Le général Oleksandr Syrsky, lui non plus, ne parle guère. Héros discret de la bataille de Kiev, puis libérateur de Kharkiv et, désormais, commandant en chef des forces armées ukrainiennes en remplacement de Valeri Zaloujny limogé pour s’être trop répandu dans les médias, il fuit les journalistes et passe tout son temps, sur le terrain, parmi ses soldats.

Nous sommes sur l’une de ses bases, plus au nord, perdue dans la forêt, où l’on nous a menés en faisant de grands mystères, sur des pistes toutes semblables où nos 4 x 4 se sont plusieurs fois embourbés et perdus.

C’est un camp de tentes cachées dans les arbres et meublées de paillasses rehaussées par des images pieuses aux teintes criardes. Il y a là un millier d’hommes. On les sent affairés, mais fiévreux. Impatients de monter au combat, mais fourbus. Ils se mettent au garde-à-vous quand il paraît. Parfois, ils lancent sur son passage un tonitruant « Slava Ukraini », auquel il répond par un sobre « Heroyam Slava ». Mais je vois, dans les regards, cette lassitude nouvelle que je n’avais notée dans aucun de mes précédents voyages.

« Tout le monde est harassé, me dit le général, comme s’il lisait dans mes pensées. » Il s’arrête. Me dévisage. « Nous sommes face à des terroristes qui pratiquent la stratégie du rouleau compresseur en envoyant des vagues de viande humaine à l’abattoir. Pouvez- vous transmettre un message ? » Il hésite. Me prend à l’écart, avec l’ami Serge Osipenko qui traduit. Nous sommes arrivés dans une vaste clairière qui semble un verger dévasté et où la chaleur redevient accablante.

« Nous sommes reconnaissants au président Macron. La fermeté de son soutien ainsi que sa disponibilité à nous envoyer des instructeurs sont appréciées. Mais nous avons besoin de plus pour répondre à cette barbarie et, en lui répondant, per- mettre à l’Europe de faire face. Des avions. Des canons. Vos canons Caesar, notamment, qui sont parmi les meilleurs du monde, mais que nous avons en trop petit nombre. »

La France au secours de l’Ukraine ? L’Europe prenant le relais d’une Amérique dont les Ukrainiens savent qu’elle aura peut-être, demain, le funeste visage de Donald Trump ? C’est peut-être le message. Cet homme est un stratège qui, pour peu qu’on lui en donne les moyens, sera le Foch de l’Ukraine et, encore une fois, de l’Europe.

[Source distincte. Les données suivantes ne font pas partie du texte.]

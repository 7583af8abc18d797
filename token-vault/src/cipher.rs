// token-vault/src/cipher.rs
//! Fingerprint-derived AES-256-GCM encryption of the auth token.
//!
//! Blob format: `base64(nonce (12 bytes) || ciphertext || tag (16 bytes))`.

use crate::error::{Result, VaultError};
use crate::fingerprint::simple_hash;
use dashmap::DashMap;
use rand::rngs::OsRng;
use rand::RngCore;
use ring::aead;
use sha2::Sha256;
use std::fmt;
use std::sync::Arc;
use zeroize::Zeroizing;

pub const NONCE_LEN: usize = 12;
pub const TAG_LEN: usize = 16;
pub const KEY_LEN: usize = 32;

pub const DEFAULT_ITERATIONS: u32 = 100_000;
pub const DEFAULT_SALT: &[u8] = b"zenow-token-vault-salt-v1";

const KEY_MATERIAL_LEN: usize = 32;
const KEY_MATERIAL_ROUNDS: usize = 5;

/// Stretch a short fingerprint into 32 characters of PBKDF2 input.
///
/// Five rounds of appending the hash of everything so far, truncated to 32
/// characters and right-padded with `'0'` if still short.
pub fn derive_key_material(fingerprint: &str) -> String {
    let mut material = fingerprint.to_string();
    for _ in 0..KEY_MATERIAL_ROUNDS {
        let round = simple_hash(&material);
        material.push_str(&round);
    }

    let mut truncated: String = material.chars().take(KEY_MATERIAL_LEN).collect();
    let short_by = KEY_MATERIAL_LEN.saturating_sub(truncated.chars().count());
    truncated.extend(std::iter::repeat('0').take(short_by));
    truncated
}

/// AES-256-GCM key bound to one fingerprint
pub struct TokenKey {
    key: aead::LessSafeKey,
}

impl fmt::Debug for TokenKey {
    fn fmt(&self, f: &mut fmt::Formatter<'_>) -> fmt::Result {
        f.write_str("TokenKey(***)")
    }
}

/// PBKDF2-HMAC-SHA256 parameters
#[derive(Debug, Clone)]
pub struct KeyDeriver {
    iterations: u32,
    salt: Vec<u8>,
}

impl Default for KeyDeriver {
    fn default() -> Self {
        Self {
            iterations: DEFAULT_ITERATIONS,
            salt: DEFAULT_SALT.to_vec(),
        }
    }
}

impl KeyDeriver {
    pub fn new(iterations: u32, salt: impl Into<Vec<u8>>) -> Self {
        Self {
            iterations: iterations.max(1),
            salt: salt.into(),
        }
    }

    pub fn iterations(&self) -> u32 {
        self.iterations
    }

    pub fn derive(&self, fingerprint: &str) -> Result<TokenKey> {
        let material = Zeroizing::new(derive_key_material(fingerprint));
        let mut bytes = Zeroizing::new([0u8; KEY_LEN]);
        pbkdf2::pbkdf2_hmac::<Sha256>(
            material.as_bytes(),
            &self.salt,
            self.iterations,
            &mut bytes[..],
        );

        let unbound = aead::UnboundKey::new(&aead::AES_256_GCM, &bytes[..])
            .map_err(|_| VaultError::KeyDerivation("failed to create AES-256-GCM key".into()))?;

        Ok(TokenKey {
            key: aead::LessSafeKey::new(unbound),
        })
    }
}

/// Derived keys by fingerprint, so PBKDF2 runs once per fingerprint
#[derive(Debug, Default)]
pub struct KeyCache {
    keys: DashMap<String, Arc<TokenKey>>,
}

impl KeyCache {
    pub fn new() -> Self {
        Self::default()
    }

    pub fn get_or_derive(&self, fingerprint: &str, deriver: &KeyDeriver) -> Result<Arc<TokenKey>> {
        if let Some(key) = self.keys.get(fingerprint) {
            return Ok(Arc::clone(key.value()));
        }

        tracing::debug!(
            "Deriving token key ({} PBKDF2 iterations)",
            deriver.iterations()
        );
        let key = Arc::new(deriver.derive(fingerprint)?);
        self.keys.insert(fingerprint.to_string(), Arc::clone(&key));
        Ok(key)
    }

    pub fn len(&self) -> usize {
        self.keys.len()
    }

    pub fn is_empty(&self) -> bool {
        self.keys.is_empty()
    }

    pub fn clear(&self) {
        self.keys.clear();
    }
}

#[derive(Debug, Default)]
pub struct TokenCipher {
    deriver: KeyDeriver,
    cache: KeyCache,
}

impl TokenCipher {
    pub fn new() -> Self {
        Self::default()
    }

    pub fn with_deriver(deriver: KeyDeriver) -> Self {
        Self {
            deriver,
            cache: KeyCache::new(),
        }
    }

    pub fn cache(&self) -> &KeyCache {
        &self.cache
    }

    /// Encrypt `token` under the key for `fingerprint`. Every call uses a fresh nonce.
    pub fn encrypt(&self, token: &str, fingerprint: &str) -> Result<String> {
        let key = self.cache.get_or_derive(fingerprint, &self.deriver)?;

        let mut nonce_bytes = [0u8; NONCE_LEN];
        OsRng.fill_bytes(&mut nonce_bytes);
        let nonce = aead::Nonce::assume_unique_for_key(nonce_bytes);

        let mut in_out = token.as_bytes().to_vec();
        key.key
            .seal_in_place_append_tag(nonce, aead::Aad::empty(), &mut in_out)
            .map_err(|_| VaultError::Encryption("AES-256-GCM encryption failed".into()))?;

        let mut blob = Vec::with_capacity(NONCE_LEN + in_out.len());
        blob.extend_from_slice(&nonce_bytes);
        blob.extend_from_slice(&in_out);

        Ok(base64::encode(blob))
    }

    /// Decrypt a blob produced by [`TokenCipher::encrypt`] with the same fingerprint.
    pub fn decrypt(&self, blob: &str, fingerprint: &str) -> Result<String> {
        let bytes = base64::decode(blob.trim())
            .map_err(|e| VaultError::Encoding(format!("invalid base64: {}", e)))?;

        if bytes.len() < NONCE_LEN + TAG_LEN {
            return Err(VaultError::Encoding(format!(
                "blob too short: {} bytes (minimum {})",
                bytes.len(),
                NONCE_LEN + TAG_LEN
            )));
        }

        let (nonce_bytes, sealed) = bytes.split_at(NONCE_LEN);
        let nonce = aead::Nonce::try_assume_unique_for_key(nonce_bytes)
            .map_err(|_| VaultError::Encoding("invalid nonce".into()))?;

        let key = self.cache.get_or_derive(fingerprint, &self.deriver)?;

        let mut in_out = Zeroizing::new(sealed.to_vec());
        let plaintext = key
            .key
            .open_in_place(nonce, aead::Aad::empty(), &mut in_out[..])
            .map_err(|_| VaultError::Decryption)?;

        String::from_utf8(plaintext.to_vec()).map_err(|_| VaultError::Utf8)
    }
}

#[cfg(test)]
mod tests {
    use super::*;

    const TOKEN: &str = "eyJhbGciOiJIUzI1NiJ9.eyJzdWIiOiJhZG1pbiIsImV4cCI6NDEwMjQ0NDgwMH0.sig";

    // Keeps the suite fast; the default iteration count has its own test
    fn fast_cipher() -> TokenCipher {
        TokenCipher::with_deriver(KeyDeriver::new(1_000, DEFAULT_SALT))
    }

    #[test]
    fn test_key_material_is_32_chars() {
        for fp in ["", "a", "k3x9p2", "a-much-longer-fingerprint-than-usual-0123456789"] {
            assert_eq!(derive_key_material(fp).chars().count(), 32, "fingerprint {:?}", fp);
        }
    }

    #[test]
    fn test_key_material_is_deterministic() {
        assert_eq!(derive_key_material("k3x9p2"), derive_key_material("k3x9p2"));
        assert_ne!(derive_key_material("k3x9p2"), derive_key_material("k3x9p3"));
        assert!(derive_key_material("k3x9p2").starts_with("k3x9p2"));
    }

    #[test]
    fn test_roundtrip_same_fingerprint() {
        let cipher = fast_cipher();
        let blob = cipher.encrypt(TOKEN, "k3x9p2").unwrap();
        assert_eq!(cipher.decrypt(&blob, "k3x9p2").unwrap(), TOKEN);
    }

    #[test]
    fn test_roundtrip_with_default_iterations() {
        let cipher = TokenCipher::new();
        let blob = cipher.encrypt(TOKEN, "1ab2cd").unwrap();
        assert_eq!(cipher.decrypt(&blob, "1ab2cd").unwrap(), TOKEN);
    }

    #[test]
    fn test_other_fingerprint_cannot_decrypt() {
        let cipher = fast_cipher();
        let blob = cipher.encrypt(TOKEN, "k3x9p2").unwrap();
        let result = cipher.decrypt(&blob, "zz81qa");
        assert!(matches!(result, Err(VaultError::Decryption)));
    }

    #[test]
    fn test_fresh_nonce_per_call() {
        let cipher = fast_cipher();
        let a = cipher.encrypt(TOKEN, "k3x9p2").unwrap();
        let b = cipher.encrypt(TOKEN, "k3x9p2").unwrap();
        assert_ne!(a, b);

        let raw = base64::decode(&a).unwrap();
        assert_eq!(raw.len(), NONCE_LEN + TOKEN.len() + TAG_LEN);
    }

    #[test]
    fn test_tampered_blob_fails() {
        let cipher = fast_cipher();
        let blob = cipher.encrypt(TOKEN, "k3x9p2").unwrap();
        let mut raw = base64::decode(&blob).unwrap();
        raw[NONCE_LEN] ^= 0x01;
        let tampered = base64::encode(raw);
        assert!(matches!(
            cipher.decrypt(&tampered, "k3x9p2"),
            Err(VaultError::Decryption)
        ));
    }

    #[test]
    fn test_garbage_blob_is_encoding_error() {
        let cipher = fast_cipher();
        assert!(matches!(
            cipher.decrypt("not base64 at all!", "k3x9p2"),
            Err(VaultError::Encoding(_))
        ));
        assert!(matches!(
            cipher.decrypt(&base64::encode([0u8; 20]), "k3x9p2"),
            Err(VaultError::Encoding(_))
        ));
    }

    #[test]
    fn test_empty_token_roundtrips() {
        let cipher = fast_cipher();
        let blob = cipher.encrypt("", "k3x9p2").unwrap();
        assert_eq!(cipher.decrypt(&blob, "k3x9p2").unwrap(), "");
    }

    #[test]
    fn test_keys_cached_per_fingerprint() {
        let cipher = fast_cipher();
        assert!(cipher.cache().is_empty());

        cipher.encrypt(TOKEN, "k3x9p2").unwrap();
        cipher.encrypt(TOKEN, "k3x9p2").unwrap();
        assert_eq!(cipher.cache().len(), 1);

        cipher.encrypt(TOKEN, "zz81qa").unwrap();
        assert_eq!(cipher.cache().len(), 2);

        cipher.cache().clear();
        assert!(cipher.cache().is_empty());
    }

    #[test]
    fn test_different_salt_cannot_decrypt() {
        let a = fast_cipher();
        let b = TokenCipher::with_deriver(KeyDeriver::new(1_000, b"another-salt".to_vec()));
        let blob = a.encrypt(TOKEN, "k3x9p2").unwrap();
        assert!(matches!(b.decrypt(&blob, "k3x9p2"), Err(VaultError::Decryption)));
    }

    #[test]
    fn test_key_debug_is_masked() {
        let key = KeyDeriver::new(1, DEFAULT_SALT).derive("k3x9p2").unwrap();
        assert_eq!(format!("{:?}", key), "TokenKey(***)");
    }
}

Nous partons pour Odessa où nous voulons voir la cathédrale de la Transfiguration pilonnée l’année dernière et toujours pas reconstruite. Lui, tel un loup tapi et attendant l’heure de bondir, disparaît dans le taillis, sous un ciel aux nuages soudain menaçants, au cœur de son royaume de Braves qui tiennent entre leurs mains un peu de notre destin. Il a un plan. Il peut gagner. Il faut et suffit, pour cela, que lui en donnent les moyens ses sœurs et frères en Europe. Auront-ils cette intelligence ? Ce courage ? Dieu fasse.